[TASK REQUIREMENTS]: Please return each line of the listing below exactly as written.

(INFORMATION PROVIDED Opens)

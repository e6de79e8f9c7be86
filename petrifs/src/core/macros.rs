// SPDX-License-Identifier: MIT

/// Generates the `From` conversions between the error layers.
///
/// - `top`: each layer error converts into the umbrella error variant named
///   after it; `&'static str` converts into the umbrella `Other`.
/// - `sub`: a lower layer converts into the wrapping variant of each upper layer.
#[macro_export]
macro_rules! petrifs_error_wiring {
    (
        top => $top:ty {
            $($layer:ty : $layer_variant:ident),+ $(,)?
        },
        sub => {
            $($lower:ty => [ $($upper:ident::$upper_variant:ident),+ ] ),* $(,)?
        } $(,)?
    ) => {
        $(
            $crate::__petrifs_wrap_from!{ $layer => $top, $layer_variant }
        )+

        impl From<&'static str> for $top {
            #[inline]
            fn from(msg: &'static str) -> Self {
                <$top>::Other(msg)
            }
        }

        $(
            $(
                $crate::__petrifs_wrap_from!{ $lower => $upper, $upper_variant }
            )+
        )*
    };
}

/// `impl From<$src> for $dst` wrapping into `$dst::$variant`.
#[doc(hidden)]
#[macro_export]
macro_rules! __petrifs_wrap_from {
    ($src:ty => $dst:ty, $variant:ident) => {
        impl From<$src> for $dst {
            #[inline]
            fn from(e: $src) -> Self {
                <$dst>::$variant(e)
            }
        }
    };
}

/// Returns early with `$err` (converted through `Into`) unless `$cond` holds.
#[macro_export]
macro_rules! ensure {
    ($cond:expr, $err:expr $(,)?) => {
        if !$cond {
            return Err($err.into());
        }
    };
}

/// Returns early with `$err`, converted through `Into`.
#[macro_export]
macro_rules! bail {
    ($err:expr $(,)?) => {
        return Err($err.into())
    };
}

(INFORMATION PROVIDED Closes)

[PROBLEM SOLUTION]:
repository e6de79e8f9c7be86
filename petrifs/src/core/macros.rs
// SPDX-License-Identifier: MIT

/// Generates the `From` conversions between the error layers.
///
/// - `top`: each layer error converts into the umbrella error variant named
///   after it; `&'static str` converts into the umbrella `Other`.
/// - `sub`: a lower layer converts into the wrapping variant of each upper layer.
#[macro_export]
macro_rules! petrifs_error_wiring {
    (
        top => $top:ty {
            $($layer:ty : $layer_variant:ident),+ $(,)?
        },
        sub => {
            $($lower:ty => [ $($upper:ident::$upper_variant:ident),+ ] ),* $(,)?
        } $(,)?
    ) => {
        $(
            $crate::__petrifs_wrap_from!{ $layer => $top, $layer_variant }
        )+

        impl From<&'static str> for $top {
            #[inline]
            fn from(msg: &'static str) -> Self {
                <$top>::Other(msg)
            }
        }

        $(
            $(
                $crate::__petrifs_wrap_from!{ $lower => $upper, $upper_variant }
            )+
        )*
    };
}

/// `impl From<$src> for $dst` wrapping into `$dst::$variant`.
#[doc(hidden)]
#[macro_export]
macro_rules! __petrifs_wrap_from {
    ($src:ty => $dst:ty, $variant:ident) => {
        impl From<$src> for $dst {
            #[inline]
            fn from(e: $src) -> Self {
                <$dst>::$variant(e)
            }
        }
    };
}

/// Returns early with `$err` (converted through `Into`) unless `$cond` holds.
#[macro_export]
macro_rules! ensure {
    ($cond:expr, $err:expr $(,)?) => {
        if !$cond {
            return Err($err.into());
        }
    };
}

/// Returns early with `$err`, converted through `Into`.
#[macro_export]
macro_rules! bail {
    ($err:expr $(,)?) => {
        return Err($err.into())
    };
}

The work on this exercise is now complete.